Britain faces months of rail strikes as unions plan to ruin summer
Unions proposed action that could disrupt the Commonwealth Games and go on until August
Rail unions across the UK are planning to lengthen the upcoming rail strikes, as members of CrossCountry, East Midlands and West Midlands were urged to walk out in action which could disrupt the Commonwealth Games.
The industrial action by the rail Union TSSA, led by Manuel Cortes, would cause havoc on Britain's rail network planned from the end of June, going on into July and even August.
The rail union served notice to ballot hundreds more staff for strike action in a move next week over pay disputes, condition and job security.
A Yes vote could allow for strike action to take place throughout the Commonwealth Games in Birmingham, which runs from July 28 to August 8.

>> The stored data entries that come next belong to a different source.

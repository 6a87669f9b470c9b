//! Skeletal animation evaluation
//!
//! This crate turns a bone hierarchy, its bind pose, and a looping sequence of
//! keyframes into the per-bone skinning matrices a renderer uploads each frame:
//! - Bone hierarchy with inverse bind (offset) matrices
//! - Skin parts bound to bones
//! - Keyframe interpolation (lerp for translation, slerp for rotation)
//! - Looping play-time cursor
//! - Pose evaluation into root-space skinning matrices
//!
//! # Example
//!
//! ```rust
//! use skelanim::{Animation, KeyFrame, PoseEvaluator, Skeleton};
//! use glam::{Quat, Vec3};
//!
//! let rest = KeyFrame::new(
//!     vec![Vec3::ZERO, Vec3::Y],
//!     vec![Quat::IDENTITY, Quat::IDENTITY],
//! )?;
//! let skeleton = Skeleton::from_rest_pose(&[None, Some(0)], &rest)?;
//!
//! let mut animation = Animation::new(1.0)?;
//! animation.add_key(rest.clone())?;
//! animation.add_key(rest)?;
//!
//! let mut evaluator = PoseEvaluator::new(&skeleton);
//! let pose = animation.sample(0.016)?;
//! let finals = evaluator.evaluate(&skeleton, &pose)?;
//! assert_eq!(finals.len(), 2);
//! # Ok::<(), skelanim::AnimError>(())
//! ```

pub mod animation;
pub mod convention;
pub mod demo;
#[cfg(feature = "serde-support")]
pub mod description;
pub mod error;
pub mod keyframe;
pub mod pose;
pub mod rig;
pub mod skeleton;
pub mod skin;

// Re-export common types
pub use animation::{Animation, LoopMode, PlaybackOptions, PlaybackState};
pub use error::{AnimError, Result};
pub use keyframe::KeyFrame;
pub use pose::PoseEvaluator;
pub use rig::Rig;
pub use skeleton::{Bone, Skeleton, SkeletonBuilder};
pub use skin::{Skin, SkinPart};

/// Library version
pub const VERSION: &str = env!("CARGO_PKG_VERSION");
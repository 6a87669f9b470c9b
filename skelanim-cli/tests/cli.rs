//! CLI integration tests
//!
//! These run the `skelanim` binary against the built-in arm rig and against
//! description files written to a temporary directory.

use assert_cmd::Command;
use predicates::prelude::*;
use std::fs;
use tempfile::TempDir;

fn skelanim() -> Command {
    Command::cargo_bin("skelanim").unwrap()
}

#[test]
fn test_info_builtin_rig() {
    skelanim()
        .arg("info")
        .assert()
        .success()
        .stdout(predicate::str::contains("Name: arm"))
        .stdout(predicate::str::contains("Bones: 5"))
        .stdout(predicate::str::contains("Keyframes: 5"))
        .stdout(predicate::str::contains("right_hand"))
        .stdout(predicate::str::contains("Bind origin"))
        .stdout(predicate::str::contains("(-0.500, 1.000, 0.000)"));
}

#[test]
fn test_tree_builtin_rig() {
    skelanim()
        .args(["tree", "--no-color"])
        .assert()
        .success()
        .stdout(predicate::str::contains("root [0]"))
        .stdout(predicate::str::contains("left_hand [3]"));
}

#[test]
fn test_demo_then_validate() {
    let dir = TempDir::new().unwrap();
    let path = dir.path().join("arm.yaml");

    skelanim()
        .args(["demo", "--output"])
        .arg(&path)
        .assert()
        .success();
    assert!(path.exists());

    skelanim()
        .arg("validate")
        .arg(&path)
        .assert()
        .success()
        .stdout(predicate::str::contains("5 bones, 5 skin parts, 5 keyframes"));
}

#[test]
fn test_demo_json_to_stdout() {
    skelanim()
        .args(["demo", "--format", "json"])
        .assert()
        .success()
        .stdout(predicate::str::starts_with("{"))
        .stdout(predicate::str::contains("\"name\": \"arm\""));
}

#[test]
fn test_validate_rejects_bad_parent() {
    let dir = TempDir::new().unwrap();
    let path = dir.path().join("broken.yaml");
    fs::write(
        &path,
        r#"name: broken
bones:
  - name: a
    parent: 1
  - name: b
skin:
  - mesh: cylinder
    bone: 0
animation:
  interval: 1.0
  keyframes:
    - translations: [[0.0, 0.0, 0.0], [0.0, 1.0, 0.0]]
      rotations: [[0.0, 0.0, 0.0, 1.0], [0.0, 0.0, 0.0, 1.0]]
"#,
    )
    .unwrap();

    skelanim()
        .arg("validate")
        .arg(&path)
        .assert()
        .failure()
        .stderr(predicate::str::contains("Invalid rig"));
}

#[test]
fn test_sample_json_at_rest() {
    let output = skelanim()
        .args(["sample", "--time", "0", "--format", "json"])
        .output()
        .unwrap();
    assert!(output.status.success());

    let report: serde_json::Value = serde_json::from_slice(&output.stdout).unwrap();
    assert_eq!(report["rig"], "arm");
    assert_eq!(report["layout"], "column_major");

    let bones = report["samples"][0]["bones"].as_array().unwrap();
    assert_eq!(bones.len(), 5);
    for bone in bones {
        let values: Vec<f64> = bone
            .as_array()
            .unwrap()
            .iter()
            .map(|v| v.as_f64().unwrap())
            .collect();
        assert_eq!(values.len(), 16);
        for (i, v) in values.iter().enumerate() {
            let expected = if i % 5 == 0 { 1.0 } else { 0.0 };
            assert!((v - expected).abs() < 1e-5, "element {i} was {v}");
        }
    }
}

#[test]
fn test_sample_ticks_table() {
    skelanim()
        .args(["sample", "--delta", "0.5", "--ticks", "3", "--all", "--parts"])
        .assert()
        .success()
        .stdout(predicate::str::contains("Tick 1 @ 0.500s"))
        .stdout(predicate::str::contains("Tick 3 @ 1.500s"))
        .stdout(predicate::str::contains("Bone 0 (root):"))
        .stdout(predicate::str::contains("Part cylinder on bone 4:"));
}

#[test]
fn test_sample_rejects_negative_time() {
    skelanim()
        .args(["sample", "--time", "-1"])
        .assert()
        .failure()
        .stderr(predicate::str::contains("Cannot evaluate at time -1"));
}
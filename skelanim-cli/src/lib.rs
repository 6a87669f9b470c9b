//! skelanim CLI library
//!
//! Command implementations and display helpers for the `skelanim` binary.

pub mod cli;
pub mod commands;
pub mod utils;
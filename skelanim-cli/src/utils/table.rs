//! Table formatting utilities

use prettytable::{Cell, Row, Table};

/// Create a table with headers
pub fn create_table(headers: Vec<&str>) -> Table {
    let mut table = Table::new();
    table.set_format(*prettytable::format::consts::FORMAT_NO_LINESEP_WITH_TITLE);

    let header_cells: Vec<Cell> = headers
        .into_iter()
        .map(|h| Cell::new(h).style_spec("b"))
        .collect();
    table.set_titles(Row::new(header_cells));

    table
}

/// Add a row to a table
pub fn add_table_row(table: &mut Table, cells: Vec<String>) {
    let row_cells: Vec<Cell> = cells.into_iter().map(|s| Cell::new(&s)).collect();
    table.add_row(Row::new(row_cells));
}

Rail passengers across the UK are warned of severe delays or cancellations to journeys, as RMT strikes are set cripple services from June 21 to 26.
London Underground will be affected by an RMT and Unite strike on June 21, while Aslef union members on Hull Trails, Greater Anglia and the Croydon Tramlink will stage a series of walkouts between June 23 and July 14.
The announcement from TSSA arose in the wake of a statement from Boris Johnson, who promised not to "surrender" to rail unions, in their ploy to create a "summer of discontent".
The Transport Salaried Staffs Association (TSSA) said its members on CrossCountry, East Midlands Trains and West Midlands Trains will vote in the coming weeks on plans to launch campaigns of industrial action over pay, conditions and job security.
The union stated on Thursday it will ballot its members at Avanti West Coast for strikes.
Passengers are already facing huge disruption on the railways and London Underground later this month, by strikes by members of the Rail, Maritime and Transport union (RMT), Aslef and Unite.
The Prime Minister told Cabinet colleagues that the Department for Transport and the rail industry had his "1,000 percent support in this fight".
Mr Johnson said the Government will not ‘roll over’ to union demands in the face of threats to bring the railways to a standstill and will help the industry weather the storm if a deal can’t be struck.